If your grade doesn’t exceed 50 you will be in the red zone with a poor score and need to spend some time fixing it as soon as possible.
There are lots of changes you can make from enabling GZIP compression to eliminating render blocking resources. We covered these topics in detail when we explained how to score over 90 on PageSpeed so check it out. Work through each section and remember to test after every one to see what PageSpeed lift it provides.
There are official PageSpeed modules for Apache and NGINX that you can manually install on the server. They will automatically apply performance optimizations to incoming requests.
However, adding a new server module is not as quick to implement in comparison to making a few code edits and server level knowledge is required, so research the process if you are not sure.

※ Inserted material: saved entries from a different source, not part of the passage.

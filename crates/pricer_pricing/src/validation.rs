//! Cross-model validation battery.
//!
//! Five independent test categories, each re-invoking the pricing models
//! with the caller's inputs and reporting measured value versus target:
//!
//! 1. **Convergence Analysis**: lattice European call error vs. Black-Scholes
//!    at the caller's step count, with targets that scale inversely in N
//! 2. **European Pricing Accuracy**: call and put errors for both lattices
//! 3. **Arbitrage & Put-Call Parity**: European lower bounds and the parity
//!    residual per model
//! 4. **American Option Checks**: put early-exercise premium is non-negative;
//!    without dividends, American and European calls coincide
//! 5. **Risk-Neutral Validity**: probabilities lie in [0, 1]; for small step
//!    counts, the analytic martingale identity holds
//!
//! All formulas are dividend-aware: bounds and parity discount the spot by
//! `e^(-qT)`, the martingale forward grows at `r - q`, and the
//! no-early-exercise call check only applies when the dividend yield is zero.

use pricer_core::types::{ExerciseStyle, LatticeSpec, MarketParams, OptionType, PricingError};
use pricer_models::lattice::binomial::{self, CrrParams};
use pricer_models::lattice::trinomial::{self, BoyleParams};
use pricer_models::analytical;
use serde::{Deserialize, Serialize};

/// Step count above which the martingale sub-test is omitted entirely.
const MARTINGALE_STEP_LIMIT: usize = 100;

/// One validation test: measured value versus target.
#[derive(Debug, Clone, PartialEq, Serialize, Deserialize)]
pub struct ValidationTest {
    /// Human-readable test name.
    pub name: String,
    /// Whether the measured value met the target.
    pub passed: bool,
    /// Measured value.
    pub value: f64,
    /// Target the value is compared against.
    pub target: f64,
    /// Unit of the measured value (`"%"`, `"$"`, or empty).
    pub unit: String,
}

impl ValidationTest {
    fn new(name: &str, passed: bool, value: f64, target: f64, unit: &str) -> Self {
        Self {
            name: name.to_string(),
            passed,
            value,
            target,
            unit: unit.to_string(),
        }
    }
}

/// A category of validation tests with an aggregate verdict.
#[derive(Debug, Clone, PartialEq, Serialize, Deserialize)]
pub struct ValidationCategory {
    /// Category name.
    pub name: String,
    /// Individual tests.
    pub tests: Vec<ValidationTest>,
    /// Conjunction of all test verdicts.
    pub all_passed: bool,
}

impl ValidationCategory {
    fn from_tests(name: &str, tests: Vec<ValidationTest>) -> Self {
        let all_passed = tests.iter().all(|test| test.passed);
        Self {
            name: name.to_string(),
            tests,
            all_passed,
        }
    }
}

/// The full validation report.
#[derive(Debug, Clone, PartialEq, Serialize, Deserialize)]
pub struct ValidationReport {
    /// All categories, in report order.
    pub categories: Vec<ValidationCategory>,
    /// Whether every category passed.
    pub overall_passed: bool,
    /// Total number of tests run.
    pub total_tests: usize,
    /// Number of tests that passed.
    pub passed_tests: usize,
}

/// Relative error as a percentage, guarded against a near-zero reference.
#[inline]
fn relative_error_pct(value: f64, reference: f64) -> f64 {
    (value - reference).abs() / reference.abs().max(1e-16) * 100.0
}

fn european_spec(
    params: &MarketParams,
    steps: usize,
    option_type: OptionType,
) -> Result<LatticeSpec, PricingError> {
    LatticeSpec::new(*params, steps, option_type, ExerciseStyle::European)
}

fn american_spec(
    params: &MarketParams,
    steps: usize,
    option_type: OptionType,
) -> Result<LatticeSpec, PricingError> {
    LatticeSpec::new(*params, steps, option_type, ExerciseStyle::American)
}

/// Runs all five validation categories.
///
/// # Errors
/// `PricingError::InvalidParameter` for a step count below 1, and
/// `PricingError::InvalidProbabilities` when the trinomial probabilities
/// leave `[0, 1]` at the caller's step count.
///
/// # Examples
/// ```
/// use pricer_core::types::MarketParams;
/// use pricer_pricing::validation;
///
/// let params = MarketParams::new(100.0, 100.0, 1.0, 0.02, 0.20, 0.0).unwrap();
/// let report = validation::run_all_validations(&params, 250).unwrap();
///
/// assert!(report.overall_passed);
/// assert_eq!(report.passed_tests, report.total_tests);
/// ```
pub fn run_all_validations(
    params: &MarketParams,
    steps: usize,
) -> Result<ValidationReport, PricingError> {
    let categories = vec![
        convergence_analysis(params, steps)?,
        european_accuracy(params, steps)?,
        arbitrage_and_parity(params, steps)?,
        american_checks(params, steps)?,
        risk_neutral_validity(params, steps),
    ];

    let total_tests = categories.iter().map(|cat| cat.tests.len()).sum();
    let passed_tests = categories
        .iter()
        .flat_map(|cat| cat.tests.iter())
        .filter(|test| test.passed)
        .count();
    let overall_passed = categories.iter().all(|cat| cat.all_passed);

    Ok(ValidationReport {
        categories,
        overall_passed,
        total_tests,
        passed_tests,
    })
}

/// Category 1: lattice European call error vs. Black-Scholes at the caller's
/// step count, with N-scaled targets.
fn convergence_analysis(
    params: &MarketParams,
    steps: usize,
) -> Result<ValidationCategory, PricingError> {
    let reference = analytical::price(params, OptionType::Call);
    let binomial_call = binomial::price(&european_spec(params, steps, OptionType::Call)?);
    let trinomial_call = trinomial::price(&european_spec(params, steps, OptionType::Call)?)?;

    let binomial_error = relative_error_pct(binomial_call, reference);
    let trinomial_error = relative_error_pct(trinomial_call, reference);

    let scale = if steps > 0 { 400.0 / steps as f64 } else { 1.0 };
    let binomial_target = 0.2 * scale;
    let trinomial_target = 0.1 * scale;

    Ok(ValidationCategory::from_tests(
        "Convergence Analysis",
        vec![
            ValidationTest::new(
                &format!("Binomial Convergence (N={})", steps),
                binomial_error <= binomial_target,
                binomial_error,
                binomial_target,
                "%",
            ),
            ValidationTest::new(
                &format!("Trinomial Convergence (N={})", steps),
                trinomial_error <= trinomial_target,
                trinomial_error,
                trinomial_target,
                "%",
            ),
        ],
    ))
}

/// Category 2: European call and put accuracy for both lattices.
fn european_accuracy(
    params: &MarketParams,
    steps: usize,
) -> Result<ValidationCategory, PricingError> {
    let reference_call = analytical::price(params, OptionType::Call);
    let reference_put = analytical::price(params, OptionType::Put);

    let binomial_call = binomial::price(&european_spec(params, steps, OptionType::Call)?);
    let binomial_put = binomial::price(&european_spec(params, steps, OptionType::Put)?);
    let trinomial_call = trinomial::price(&european_spec(params, steps, OptionType::Call)?)?;
    let trinomial_put = trinomial::price(&european_spec(params, steps, OptionType::Put)?)?;

    let scale = if steps > 0 { 250.0 / steps as f64 } else { 1.0 };
    let binomial_target = 0.15 * scale;
    let trinomial_target = 0.08 * scale;

    let binomial_call_error = relative_error_pct(binomial_call, reference_call);
    let binomial_put_error = relative_error_pct(binomial_put, reference_put);
    let trinomial_call_error = relative_error_pct(trinomial_call, reference_call);
    let trinomial_put_error = relative_error_pct(trinomial_put, reference_put);

    Ok(ValidationCategory::from_tests(
        "European Pricing Accuracy",
        vec![
            ValidationTest::new(
                "Binomial Call Accuracy",
                binomial_call_error <= binomial_target,
                binomial_call_error,
                binomial_target,
                "%",
            ),
            ValidationTest::new(
                "Binomial Put Accuracy",
                binomial_put_error <= binomial_target,
                binomial_put_error,
                binomial_target,
                "%",
            ),
            ValidationTest::new(
                "Trinomial Call Accuracy",
                trinomial_call_error <= trinomial_target,
                trinomial_call_error,
                trinomial_target,
                "%",
            ),
            ValidationTest::new(
                "Trinomial Put Accuracy",
                trinomial_put_error <= trinomial_target,
                trinomial_put_error,
                trinomial_target,
                "%",
            ),
        ],
    ))
}

/// Category 3: European lower bounds and the put-call parity residual.
fn arbitrage_and_parity(
    params: &MarketParams,
    steps: usize,
) -> Result<ValidationCategory, PricingError> {
    let binomial_call = binomial::price(&european_spec(params, steps, OptionType::Call)?);
    let binomial_put = binomial::price(&european_spec(params, steps, OptionType::Put)?);
    let trinomial_call = trinomial::price(&european_spec(params, steps, OptionType::Call)?)?;
    let trinomial_put = trinomial::price(&european_spec(params, steps, OptionType::Put)?)?;

    let discounted_spot = params.forward_spot();
    let discounted_strike = params.discounted_strike();
    let forward_gap = discounted_spot - discounted_strike;

    let call_floor = forward_gap.max(0.0);
    let put_floor = (-forward_gap).max(0.0);

    // Absolute parity gap, reported as % of spot for readability
    let binomial_parity_pct =
        ((binomial_call - binomial_put) - forward_gap).abs() / params.spot() * 100.0;
    let trinomial_parity_pct =
        ((trinomial_call - trinomial_put) - forward_gap).abs() / params.spot() * 100.0;

    Ok(ValidationCategory::from_tests(
        "Arbitrage & Put-Call Parity",
        vec![
            ValidationTest::new(
                "Call Lower Bound (C ≥ max(S·e^(-qT) - K·e^(-rT), 0))",
                binomial_call >= call_floor - 1e-6,
                binomial_call,
                call_floor,
                "$",
            ),
            ValidationTest::new(
                "Put Lower Bound (P ≥ max(K·e^(-rT) - S·e^(-qT), 0))",
                binomial_put >= put_floor - 1e-6,
                binomial_put,
                put_floor,
                "$",
            ),
            ValidationTest::new(
                "Put-Call Parity (Binomial)",
                binomial_parity_pct <= 0.02,
                binomial_parity_pct,
                0.02,
                "%",
            ),
            ValidationTest::new(
                "Put-Call Parity (Trinomial)",
                trinomial_parity_pct <= 0.02,
                trinomial_parity_pct,
                0.02,
                "%",
            ),
        ],
    ))
}

/// Category 4: American-specific checks. The no-early-exercise call check
/// only applies without dividends; with a dividend yield, a positive call
/// premium is legitimate.
fn american_checks(
    params: &MarketParams,
    steps: usize,
) -> Result<ValidationCategory, PricingError> {
    let binomial_put_eu = binomial::price(&european_spec(params, steps, OptionType::Put)?);
    let binomial_put_am = binomial::price(&american_spec(params, steps, OptionType::Put)?);
    let trinomial_put_eu = trinomial::price(&european_spec(params, steps, OptionType::Put)?)?;
    let trinomial_put_am = trinomial::price(&american_spec(params, steps, OptionType::Put)?)?;

    let binomial_premium = binomial_put_am - binomial_put_eu;
    let trinomial_premium = trinomial_put_am - trinomial_put_eu;

    let mut tests = vec![
        ValidationTest::new(
            "Put Early Exercise Premium (Binomial)",
            binomial_premium >= -1e-6,
            binomial_premium,
            0.0,
            "$",
        ),
        ValidationTest::new(
            "Put Early Exercise Premium (Trinomial)",
            trinomial_premium >= -1e-6,
            trinomial_premium,
            0.0,
            "$",
        ),
    ];

    if params.dividend_yield() == 0.0 {
        let binomial_call_eu = binomial::price(&european_spec(params, steps, OptionType::Call)?);
        let binomial_call_am = binomial::price(&american_spec(params, steps, OptionType::Call)?);
        let trinomial_call_eu =
            trinomial::price(&european_spec(params, steps, OptionType::Call)?)?;
        let trinomial_call_am =
            trinomial::price(&american_spec(params, steps, OptionType::Call)?)?;

        let binomial_gap = (binomial_call_am - binomial_call_eu).abs();
        let trinomial_gap = (trinomial_call_am - trinomial_call_eu).abs();

        tests.push(ValidationTest::new(
            "No Early Exercise - Call (Binomial)",
            binomial_gap <= 1e-4,
            binomial_gap,
            1e-4,
            "$",
        ));
        tests.push(ValidationTest::new(
            "No Early Exercise - Call (Trinomial)",
            trinomial_gap <= 1e-4,
            trinomial_gap,
            1e-4,
            "$",
        ));
    }

    Ok(ValidationCategory::from_tests(
        "American Option Checks",
        tests,
    ))
}

/// Category 5: risk-neutral probability sanity and, for small step counts,
/// the analytic martingale identity
/// `E[S_T] = S·(p·u + (1-p)·d)^N = S·e^((r-q)T)`.
fn risk_neutral_validity(params: &MarketParams, steps: usize) -> ValidationCategory {
    let crr = CrrParams::new(params, steps);
    let boyle = BoyleParams::unchecked(params, steps);

    let in_unit_interval = |p: f64| (0.0..=1.0).contains(&p);

    let mut tests = vec![
        ValidationTest::new(
            "Binomial Probability in [0,1]",
            in_unit_interval(crr.probability),
            crr.probability,
            0.5,
            "",
        ),
        ValidationTest::new(
            "Trinomial p_up in [0,1]",
            in_unit_interval(boyle.p_up),
            boyle.p_up,
            0.33,
            "",
        ),
        ValidationTest::new(
            "Trinomial p_mid in [0,1]",
            in_unit_interval(boyle.p_mid),
            boyle.p_mid,
            0.33,
            "",
        ),
        ValidationTest::new(
            "Trinomial p_down in [0,1]",
            in_unit_interval(boyle.p_down),
            boyle.p_down,
            0.33,
            "",
        ),
    ];

    if steps <= MARTINGALE_STEP_LIMIT {
        let growth = crr.probability * crr.up + (1.0 - crr.probability) * crr.down;
        let expected_terminal = params.spot() * growth.powi(steps as i32);
        let theoretical_terminal = params.spot() * (params.carry() * params.expiry()).exp();
        let martingale_error =
            (expected_terminal - theoretical_terminal).abs() / params.spot() * 100.0;

        tests.push(ValidationTest::new(
            "Martingale Property",
            martingale_error <= 0.1,
            martingale_error,
            0.1,
            "%",
        ));
    }

    ValidationCategory::from_tests("Risk-Neutral Validity", tests)
}
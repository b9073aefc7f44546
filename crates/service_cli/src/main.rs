//! Lattice Pricer CLI - Command Line Operations for Vanilla Option Pricing
//!
//! This is the operational entry point for the lattice option pricing
//! library.
//!
//! # Commands
//!
//! - `lattice-pricer price --spot 100 --strike 100 --maturity 1 --rate 0.02 --vol 0.2`
//!   - Price with all three models and print the aggregate result
//! - `lattice-pricer validate --spot 100 --strike 100 --maturity 1 --rate 0.02 --vol 0.2`
//!   - Run only the cross-model validation battery
//!
//! # Architecture
//!
//! As the service layer of the workspace, this crate orchestrates the
//! pricing layers to provide a unified command-line interface.

use clap::{Args, Parser, Subcommand};
use tracing::info;
use tracing_subscriber::{layer::SubscriberExt, util::SubscriberInitExt};

use pricer_core::types::MarketParams;

mod commands;
mod error;

pub use error::{CliError, Result};

/// Lattice Option Pricer CLI
#[derive(Parser)]
#[command(name = "lattice-pricer")]
#[command(author, version, about, long_about = None)]
struct Cli {
    /// Enable verbose output
    #[arg(short, long, global = true)]
    verbose: bool,

    #[command(subcommand)]
    command: Commands,
}

/// Market parameters shared by every subcommand.
#[derive(Args)]
struct MarketArgs {
    /// Current stock price
    #[arg(long)]
    spot: f64,

    /// Strike price
    #[arg(long)]
    strike: f64,

    /// Time to maturity in years
    #[arg(long)]
    maturity: f64,

    /// Risk-free rate, annualised (e.g. 0.02)
    #[arg(long)]
    rate: f64,

    /// Volatility (e.g. 0.20)
    #[arg(long)]
    vol: f64,

    /// Lattice step count
    #[arg(long, default_value = "250")]
    steps: usize,

    /// Continuous dividend yield
    #[arg(long, default_value = "0.0")]
    dividend_yield: f64,
}

impl MarketArgs {
    fn to_params(&self) -> Result<MarketParams> {
        Ok(MarketParams::new(
            self.spot,
            self.strike,
            self.maturity,
            self.rate,
            self.vol,
            self.dividend_yield,
        )?)
    }
}

#[derive(Subcommand)]
enum Commands {
    /// Price with Black-Scholes, binomial, and trinomial models
    Price {
        #[command(flatten)]
        market: MarketArgs,

        /// Output format (json, table)
        #[arg(short, long, default_value = "table")]
        format: String,
    },

    /// Run the cross-model validation battery
    Validate {
        #[command(flatten)]
        market: MarketArgs,
    },
}

fn main() -> Result<()> {
    // Initialise tracing
    tracing_subscriber::registry()
        .with(tracing_subscriber::fmt::layer())
        .with(tracing_subscriber::EnvFilter::from_default_env())
        .init();

    let cli = Cli::parse();

    if cli.verbose {
        info!("Verbose mode enabled");
    }

    match cli.command {
        Commands::Price { market, format } => {
            let params = market.to_params()?;
            commands::price::run(&params, market.steps, &format)
        }
        Commands::Validate { market } => {
            let params = market.to_params()?;
            commands::validate::run(&params, market.steps)
        }
    }
}
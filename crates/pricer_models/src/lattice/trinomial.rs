//! Boyle trinomial lattice.
//!
//! Boyle (1988) parameterization with continuous dividend yield:
//! `u = e^(σ√(2dt))`, `d = 1/u`, middle factor 1. With
//! `a = e^((r-q)dt/2)` and `b = e^(σ√(dt/2))`:
//!
//! - `pu = ((a - 1/b) / (b - 1/b))²`
//! - `pd = ((b - a) / (b - 1/b))²`
//! - `pm = 1 - pu - pd`
//!
//! At step `i` the tree has `2i + 1` nodes indexed by net up-moves
//! `k ∈ [-i, i]` with stock price `S·u^k`. Parameter combinations that push
//! any probability outside `[0, 1]` (very small step counts with large
//! volatility or rates) are rejected with
//! [`PricingError::InvalidProbabilities`] before any rollback runs.

use pricer_core::types::{LatticeSpec, MarketParams, PricingError};

use super::{
    degenerate_lattice, exercise_is_optimal, BoundaryPoint, BoundaryTracker, Lattice, LatticeNode,
};

/// Tolerance for the probability-domain check.
const PROBABILITY_EPS: f64 = 1e-12;

/// Boyle tree parameters derived from market inputs and a step count.
///
/// # Examples
/// ```
/// use pricer_core::types::MarketParams;
/// use pricer_models::lattice::trinomial::BoyleParams;
///
/// let params = MarketParams::new(100.0, 100.0, 1.0, 0.02, 0.20, 0.0).unwrap();
/// let tree = BoyleParams::new(&params, 250).unwrap();
///
/// // The three probabilities form a distribution
/// let total = tree.p_up + tree.p_mid + tree.p_down;
/// assert!((total - 1.0).abs() < 1e-12);
/// ```
#[derive(Debug, Clone, Copy)]
pub struct BoyleParams {
    /// Step length in years.
    pub dt: f64,
    /// Up-move factor `e^(σ√(2dt))`.
    pub up: f64,
    /// Down-move factor `1/u`.
    pub down: f64,
    /// Risk-neutral up probability.
    pub p_up: f64,
    /// Risk-neutral middle probability.
    pub p_mid: f64,
    /// Risk-neutral down probability.
    pub p_down: f64,
    /// Per-step discount factor `e^(-r·dt)`.
    pub discount: f64,
}

impl BoyleParams {
    /// Derives the tree parameters without the probability-domain check.
    ///
    /// Used where out-of-range probabilities are reported rather than
    /// rejected (the risk-neutral validation tests). Pricing paths go
    /// through [`BoyleParams::new`] instead.
    pub fn unchecked(params: &MarketParams, steps: usize) -> Self {
        let dt = params.expiry() / steps as f64;
        let up = (params.volatility() * (2.0 * dt).sqrt()).exp();
        let down = 1.0 / up;

        let a = (params.carry() * dt / 2.0).exp();
        let b = (params.volatility() * (dt / 2.0).sqrt()).exp();
        let inv_b = 1.0 / b;
        let denom = b - inv_b;

        let p_up = ((a - inv_b) / denom).powi(2);
        let p_down = ((b - a) / denom).powi(2);
        let p_mid = 1.0 - p_up - p_down;

        Self {
            dt,
            up,
            down,
            p_up,
            p_mid,
            p_down,
            discount: (-params.rate() * dt).exp(),
        }
    }

    /// Derives the tree parameters, rejecting probability combinations
    /// outside `[0, 1]`.
    ///
    /// # Errors
    /// `PricingError::InvalidProbabilities` when any of `pu`, `pm`, `pd`
    /// falls outside `[-ε, 1+ε]` for `ε = 1e-12`.
    pub fn new(params: &MarketParams, steps: usize) -> Result<Self, PricingError> {
        let tree = Self::unchecked(params, steps);

        let in_range =
            |p: f64| (-PROBABILITY_EPS..=1.0 + PROBABILITY_EPS).contains(&p) && p.is_finite();
        if !(in_range(tree.p_up) && in_range(tree.p_mid) && in_range(tree.p_down)) {
            return Err(PricingError::InvalidProbabilities {
                pu: tree.p_up,
                pm: tree.p_mid,
                pd: tree.p_down,
            });
        }

        Ok(tree)
    }
}

/// Prices a vanilla option on the Boyle tree.
///
/// # Errors
/// `PricingError::InvalidProbabilities` when the Boyle probabilities leave
/// `[0, 1]`; the remedy is a larger step count.
///
/// # Examples
/// ```
/// use pricer_core::types::{ExerciseStyle, LatticeSpec, MarketParams, OptionType};
/// use pricer_models::lattice::trinomial;
///
/// let params = MarketParams::new(100.0, 100.0, 1.0, 0.02, 0.20, 0.0).unwrap();
/// let spec = LatticeSpec::new(params, 250, OptionType::Call, ExerciseStyle::European).unwrap();
///
/// // Converges to the Black-Scholes value ≈ 8.9161
/// let price = trinomial::price(&spec).unwrap();
/// assert!((price - 8.9161).abs() < 0.01);
/// ```
pub fn price(spec: &LatticeSpec) -> Result<f64, PricingError> {
    let params = spec.params();
    if params.expiry() == 0.0 || params.volatility() == 0.0 {
        return Ok(crate::analytical::price(params, spec.option_type()));
    }

    let n = spec.steps();
    let tree = BoyleParams::new(params, n)?;
    let disc_up = tree.discount * tree.p_up;
    let disc_mid = tree.discount * tree.p_mid;
    let disc_down = tree.discount * tree.p_down;

    // Terminal payoffs at S·u^k, k = -N..=N ascending
    let mut values = vec![0.0_f64; 2 * n + 1];
    let mut stock = params.spot() * tree.down.powi(n as i32);
    for value in values.iter_mut() {
        *value = spec.intrinsic(stock);
        stock *= tree.up;
    }

    // In-place rollback: node j at step i reads children j (down), j+1 (mid),
    // j+2 (up) from the previous pass, none of which have been overwritten
    // yet when iterating j forward.
    let clamp = spec.exercise().is_american();
    for i in (0..n).rev() {
        let width = 2 * i + 1;
        if clamp {
            let mut stock = params.spot() * tree.down.powi(i as i32);
            for j in 0..width {
                let continuation =
                    disc_down * values[j] + disc_mid * values[j + 1] + disc_up * values[j + 2];
                values[j] = continuation.max(spec.intrinsic(stock));
                stock *= tree.up;
            }
        } else {
            for j in 0..width {
                values[j] =
                    disc_down * values[j] + disc_mid * values[j + 1] + disc_up * values[j + 2];
            }
        }
    }

    Ok(values[0])
}

/// Materializes the full lattice for visualization.
///
/// # Errors
/// `PricingError::InvalidProbabilities` on out-of-range Boyle probabilities.
pub fn materialize(spec: &LatticeSpec) -> Result<Lattice, PricingError> {
    let params = spec.params();
    if params.expiry() == 0.0 || params.volatility() == 0.0 {
        return Ok(degenerate_lattice(spec));
    }

    let n = spec.steps();
    let tree = BoyleParams::new(params, n)?;
    let disc_up = tree.discount * tree.p_up;
    let disc_mid = tree.discount * tree.p_mid;
    let disc_down = tree.discount * tree.p_down;

    // Stock grid: level i has nodes k = -i..=i
    let mut stock_levels: Vec<Vec<f64>> = Vec::with_capacity(n + 1);
    for i in 0..=n {
        let mut level = Vec::with_capacity(2 * i + 1);
        let mut stock = params.spot() * tree.down.powi(i as i32);
        for _ in 0..2 * i + 1 {
            level.push(stock);
            stock *= tree.up;
        }
        stock_levels.push(level);
    }

    let terminal: Vec<f64> = stock_levels[n].iter().map(|&s| spec.intrinsic(s)).collect();

    // European pass
    let mut european: Vec<Vec<f64>> = vec![terminal.clone()];
    let mut next = terminal.clone();
    for i in (0..n).rev() {
        let current: Vec<f64> = (0..2 * i + 1)
            .map(|j| disc_down * next[j] + disc_mid * next[j + 1] + disc_up * next[j + 2])
            .collect();
        european.push(current.clone());
        next = current;
    }
    european.reverse();

    // American pass with early-exercise flags
    let mut american: Vec<Vec<f64>> = vec![terminal.clone()];
    let mut early: Vec<Vec<bool>> = vec![vec![false; terminal.len()]];
    let mut next = terminal;
    for i in (0..n).rev() {
        let mut current = Vec::with_capacity(2 * i + 1);
        let mut flags = Vec::with_capacity(2 * i + 1);
        for j in 0..2 * i + 1 {
            let continuation =
                disc_down * next[j] + disc_mid * next[j + 1] + disc_up * next[j + 2];
            let intrinsic = spec.intrinsic(stock_levels[i][j]);
            if exercise_is_optimal(intrinsic, continuation) {
                current.push(intrinsic);
                flags.push(true);
            } else {
                current.push(continuation);
                flags.push(false);
            }
        }
        american.push(current.clone());
        early.push(flags);
        next = current;
    }
    american.reverse();
    early.reverse();

    let levels = (0..=n)
        .map(|i| {
            (0..2 * i + 1)
                .map(|j| LatticeNode {
                    stock: stock_levels[i][j],
                    european: european[i][j],
                    american: american[i][j],
                    early_exercise: early[i][j],
                })
                .collect()
        })
        .collect();

    Ok(Lattice { steps: n, levels })
}

/// Extracts the early-exercise boundary, mirroring the binomial contract:
/// highest exercising stock price per step for puts, lowest for calls,
/// reported chronologically.
///
/// # Errors
/// `PricingError::InvalidProbabilities` on out-of-range Boyle probabilities.
pub fn exercise_boundary(spec: &LatticeSpec) -> Result<Vec<BoundaryPoint>, PricingError> {
    let params = spec.params();
    if params.expiry() == 0.0 || params.volatility() == 0.0 {
        return Ok(Vec::new());
    }

    let n = spec.steps();
    let tree = BoyleParams::new(params, n)?;
    let disc_up = tree.discount * tree.p_up;
    let disc_mid = tree.discount * tree.p_mid;
    let disc_down = tree.discount * tree.p_down;

    let mut values = vec![0.0_f64; 2 * n + 1];
    let mut stock = params.spot() * tree.down.powi(n as i32);
    for value in values.iter_mut() {
        *value = spec.intrinsic(stock);
        stock *= tree.up;
    }

    let mut boundary = Vec::new();
    for i in (0..n).rev() {
        let mut tracker = BoundaryTracker::new(spec.option_type());
        let mut stock = params.spot() * tree.down.powi(i as i32);
        for j in 0..2 * i + 1 {
            let continuation =
                disc_down * values[j] + disc_mid * values[j + 1] + disc_up * values[j + 2];
            let intrinsic = spec.intrinsic(stock);
            values[j] = continuation.max(intrinsic);
            if exercise_is_optimal(intrinsic, continuation) {
                tracker.observe(stock);
            }
            stock *= tree.up;
        }

        if let Some(critical) = tracker.finish() {
            let time = i as f64 * tree.dt;
            boundary.push(BoundaryPoint {
                time,
                stock_price: critical,
                time_to_maturity: params.expiry() - time,
            });
        }
    }

    boundary.reverse();
    Ok(boundary)
}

Yes, and we did it once but don’t waste your time trying. Even google.com itself fails to achieve 100 in its own test!
The reason you shouldn’t dwell on hitting a century is that running a website is impractical without some JavaScript, particularly Google Analytics. This is the number one tool for many SEO’s and website owners as it offers critical insights into how users found your site and the actions they took when they landed. Without that information, you are flying blind.
If you followed our advice in the leveraging browser caching tutorial, you may be asking why can’t you just download and inline it like all the other JavaScript files. You can do this of course but it is not recommended because the Google Analytics JS changes frequently so inlining would exclude your domain from these automatic updates.
At the moment, there is no good explanation why their own script causes less than perfect results in their own tools but it is refreshing to see that they are not giving themselves any advantage over other scripts.
Hopefully one day they will fix it or provide a workaround as PageSpeed is an important matter in the mobile first index but until then, aim for 90 and above.
Accelerated Mobile Pages(AMP) is an official Google standard that defines how websites should be built for optimum speed. You drop the AMP Javascript into the header of a web page and then use a stripped down version of HTML, CSS and JavaScript to build a website that is simple but extremely fast. Developers are limited to AMP specific HTML tags and vanilla Javascript is out of the question but they do support the inclusion of some JavaScript libraries like Google Analytics…what a surprise!
A new site can be built with AMP from the start or it can be added to an existing domain gradually by creating AMP versions of URLs on a page by page basis.
The functionality on offer at the moment is limited and the UI can’t be as good as highly styled information portals because CSS is limited to 50k. As expected though, AMP sites score incredibly well in PageSpeed by default without any further optimizations so you get PageSpeed built in from the start instead of retrofitting an existing codebase.
A nice little bonus of building an AMP site is that the listing will have a thunderbolt icon beside it in the mobile SERPs and the early data shows that this increases CTR.
A quick note on something you may have read on blogs or heard about is the PageSpeed Service. It was an official Google project that allowed you to route all your traffic through them by pointing the DNS at their nameservers. They would then make performance optimizations automatically before sending the result back to the browser. It was retired in 2014 as it didn’t fit with their business model.
PageSpeed matters for SEO. It is something you can control which cannot be said for many of the ranking signals in the Google algorithm. It’s easy to fix using the Web Performance tutorials on this site and many others. If you haven’t optimized your PageSpeed yet, start on it today.